Science >> Wetenschap >  >> Biologie

Ladderlopende sprinkhanen laten zien dat grote hersenen niet altijd de beste zijn

Op het gebied van de cognitie van dieren worden grotere hersenen vaak in verband gebracht met een grotere intelligentie en een groter probleemoplossend vermogen. Een recente studie met sprinkhanen die op ladders lopen heeft deze veronderstelling echter in twijfel getrokken, wat suggereert dat grote hersenen niet altijd de sleutel tot cognitieve vaardigheden zijn.

De studie, uitgevoerd door onderzoekers van de Universiteit van Cambridge en de Queen Mary University of London, concentreerde zich op twee soorten sprinkhanen:de woestijnsprinkhaan (Schistocerca gregaria) en de trekkende sprinkhaan (Locusta migratoria). Beide soorten staan ​​bekend om hun vermogen om dichte, mobiele zwermen te vormen die lange afstanden kunnen afleggen en wijdverbreide schade aan gewassen kunnen veroorzaken.

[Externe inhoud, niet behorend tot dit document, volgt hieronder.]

//! Keyword rules: the deterministic first stage of classification.
//!
//! Rules are checked in order and the first match wins:
//! - pricing
//! - refund
//! - shipping
//! - order support
//!
//! A match yields a fixed draft that never needs approval. No match returns
//! `None` and the caller falls through to the model.

use regex::Regex;
use tracing::debug;

use crate::pipeline::types::{Draft, Intent};

pub const PRICING_CONFIDENCE: f32 = 0.91;
pub const REFUND_CONFIDENCE: f32 = 0.93;
pub const SHIPPING_CONFIDENCE: f32 = 0.90;
pub const ORDER_SUPPORT_CONFIDENCE: f32 = 0.88;

/// A keyword set mapped to a fixed draft.
#[derive(Debug, Clone)]
pub struct KeywordRule {
    pub intent: Intent,
    /// Compiled alternation over the rule's keywords, matched on lower-cased text.
    pub regex: Regex,
    pub reply: String,
    pub confidence: f32,
}

impl KeywordRule {
    /// Build a rule from plain keywords (matched on word boundaries).
    pub fn new(
        intent: Intent,
        keywords: &[&str],
        reply: &str,
        confidence: f32,
    ) -> Result<Self, regex::Error> {
        let alternation = keywords
            .iter()
            .map(|k| regex::escape(&k.to_lowercase()))
            .collect::<Vec<_>>()
            .join("|");
        Ok(Self {
            intent,
            regex: Regex::new(&format!(r"\b(?:{alternation})\b"))?,
            reply: reply.to_string(),
            confidence,
        })
    }

    fn draft(&self) -> Draft {
        Draft {
            intent: self.intent,
            confidence: self.confidence,
            reply: self.reply.clone(),
            needs_human_approval: false,
        }
    }
}

/// Ordered keyword rules.
pub struct RulesEngine {
    rules: Vec<KeywordRule>,
}

impl RulesEngine {
    /// The built-in rule table.
    pub fn default_rules() -> Self {
        let table: [(Intent, &[&str], &str, f32); 4] = [
            (
                Intent::Pricing,
                &[
                    "price", "prices", "priced", "pricing", "cost", "costs", "how much", "rate",
                    "rates", "quote", "quotes", "quoted",
                ],
                "Thanks for asking! You can find our current prices on our website, and we're happy to put together a quote if you tell us what you need.",
                PRICING_CONFIDENCE,
            ),
            (
                Intent::Refund,
                &[
                    "refund", "refunds", "refunded", "refunding", "money back", "reimburse",
                    "reimbursed", "reimbursement", "chargeback",
                ],
                "Sorry to hear that! Please send us your order number and we'll start the refund process right away.",
                REFUND_CONFIDENCE,
            ),
            (
                Intent::Shipping,
                &[
                    "shipping", "ship", "ships", "shipped", "shipment", "shipments", "delivery",
                    "deliveries", "deliver", "delivered", "tracking", "track", "tracked",
                    "courier",
                ],
                "Orders usually ship within 1-2 business days. Once yours is on its way you'll receive a tracking link by email.",
                SHIPPING_CONFIDENCE,
            ),
            (
                Intent::OrderSupport,
                &[
                    "order", "orders", "ordered", "ordering", "purchase", "purchased", "cancel",
                    "cancelled", "canceled", "cancellation", "invoice", "receipt",
                ],
                "Happy to help with your order! Please share your order number and we'll look into it.",
                ORDER_SUPPORT_CONFIDENCE,
            ),
        ];

        let rules = table
            .into_iter()
            .filter_map(|(intent, keywords, reply, confidence)| {
                KeywordRule::new(intent, keywords, reply, confidence).ok()
            })
            .collect();
        Self { rules }
    }

    #[cfg(test)]
    pub fn empty() -> Self {
        Self { rules: Vec::new() }
    }

    #[cfg(test)]
    pub fn add_rule(&mut self, rule: KeywordRule) {
        self.rules.push(rule);
    }

    /// Evaluate text against the rules in order.
    pub fn evaluate(&self, text: &str) -> Option<Draft> {
        let normalized = text.to_lowercase();
        let rule = self.rules.iter().find(|r| r.regex.is_match(&normalized))?;
        debug!(intent = %rule.intent, confidence = rule.confidence, "Keyword rule matched");
        Some(rule.draft())
    }
}

#[cfg(test)]
mod tests {
    use super::*;

    #[test]
    fn matches_pricing_case_insensitively() {
        let engine = RulesEngine::default_rules();
        let draft = engine.evaluate("What's the PRICE of the blue one?").unwrap();
        assert_eq!(draft.intent, Intent::Pricing);
        assert!((draft.confidence - 0.91).abs() < f32::EPSILON);
        assert!(!draft.needs_human_approval);
    }

    #[test]
    fn first_match_wins_in_priority_order() {
        let engine = RulesEngine::default_rules();
        // Mentions refund, shipping and order; refund is checked first.
        let draft = engine
            .evaluate("My order never arrived, shipping was a mess, I want a refund")
            .unwrap();
        assert_eq!(draft.intent, Intent::Refund);

        // Pricing beats everything else.
        let draft = engine.evaluate("how much does shipping cost?").unwrap();
        assert_eq!(draft.intent, Intent::Pricing);
    }

    #[test]
    fn matches_shipping_and_order_support() {
        let engine = RulesEngine::default_rules();
        assert_eq!(
            engine.evaluate("Can you track my package?").unwrap().intent,
            Intent::Shipping
        );
        assert_eq!(
            engine.evaluate("I need to cancel my purchase").unwrap().intent,
            Intent::OrderSupport
        );
    }

    #[test]
    fn all_rule_confidences_clear_the_floor() {
        let engine = RulesEngine::default_rules();
        assert_eq!(engine.rules.len(), 4);
        for rule in &engine.rules {
            assert!(rule.confidence >= 0.88);
        }
    }

    #[test]
    fn keywords_respect_word_boundaries() {
        let engine = RulesEngine::default_rules();
        // "shipshape" must not trip the shipping rule.
        assert!(engine.evaluate("Everything is shipshape, loved it").is_none());
        assert!(engine.evaluate("hello there!").is_none());
    }

    #[test]
    fn matches_inflected_keywords() {
        let engine = RulesEngine::default_rules();
        let cases = [
            ("Has my package shipped yet?", Intent::Shipping),
            ("Is it delivered?", Intent::Shipping),
            ("Was I refunded?", Intent::Refund),
            ("I ordered two last week", Intent::OrderSupport),
        ];
        for (text, intent) in cases {
            let draft = engine.evaluate(text).unwrap_or_else(|| panic!("no match for {text:?}"));
            assert_eq!(draft.intent, intent, "{text}");
        }
    }

    #[test]
    fn no_match_returns_none() {
        let engine = RulesEngine::default_rules();
        assert!(engine.evaluate("Love your latest post!").is_none());
        assert!(engine.evaluate("").is_none());
    }

    #[test]
    fn empty_rules_passes_everything() {
        let engine = RulesEngine::empty();
        assert!(engine.evaluate("what is the price?").is_none());
    }

    #[test]
    fn custom_rule_appends_after_defaults() {
        let mut engine = RulesEngine::empty();
        engine.add_rule(
            KeywordRule::new(Intent::GeneralQuestion, &["opening hours"], "We're open 9-5.", 0.9)
                .unwrap(),
        );
        let draft = engine.evaluate("What are your Opening Hours?").unwrap();
        assert_eq!(draft.intent, Intent::GeneralQuestion);
        assert_eq!(draft.reply, "We're open 9-5.");
    }
}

Om de relatie tussen hersengrootte en probleemoplossend vermogen te onderzoeken, ontwierpen de onderzoekers een reeks experimenten met ladders. De sprinkhanen werden onderaan een ladder geplaatst en moesten naar de top klimmen om een ​​voedselbeloning te krijgen. De ladders varieerden in moeilijkheidsgraad, waarbij bij sommige sporten of gaten ontbraken.

Uit de resultaten bleek dat de treksprinkhanen, die relatief kleinere hersenen hebben, beter presteerden dan de woestijnsprinkhanen bij het lopen op ladders. De trekkende sprinkhanen konden zich sneller aanpassen aan uitdagende ladderconfiguraties, waardoor ze een grotere flexibiliteit vertoonden in hun probleemoplossende strategieën.

De onderzoekers schrijven dit verschil in cognitieve prestaties toe aan de superieure navigatievaardigheden van de trekkende sprinkhanen. Ze stellen voor dat de kleinere hersenen van treksprinkhanen efficiënter kunnen zijn in het verwerken van informatie met betrekking tot ruimtelijke oriëntatie en navigatie, waardoor ze de ladderlooptaken effectiever kunnen oplossen.

Deze studie benadrukt de complexiteit van de cognitie van dieren en suggereert dat de hersengrootte alleen geen betrouwbare voorspeller is van het probleemoplossend vermogen. In plaats daarvan kunnen specifieke aanpassingen en neurale circuits een belangrijkere rol spelen bij bepaalde cognitieve taken.

De bevindingen dagen ook het idee uit dat grotere hersenen altijd beter zijn. In sommige gevallen kunnen kleinere hersenen efficiënter zijn en beter geschikt voor specifieke cognitieve eisen, wat waardevolle inzichten oplevert in de evolutie van intelligentie in het dierenrijk.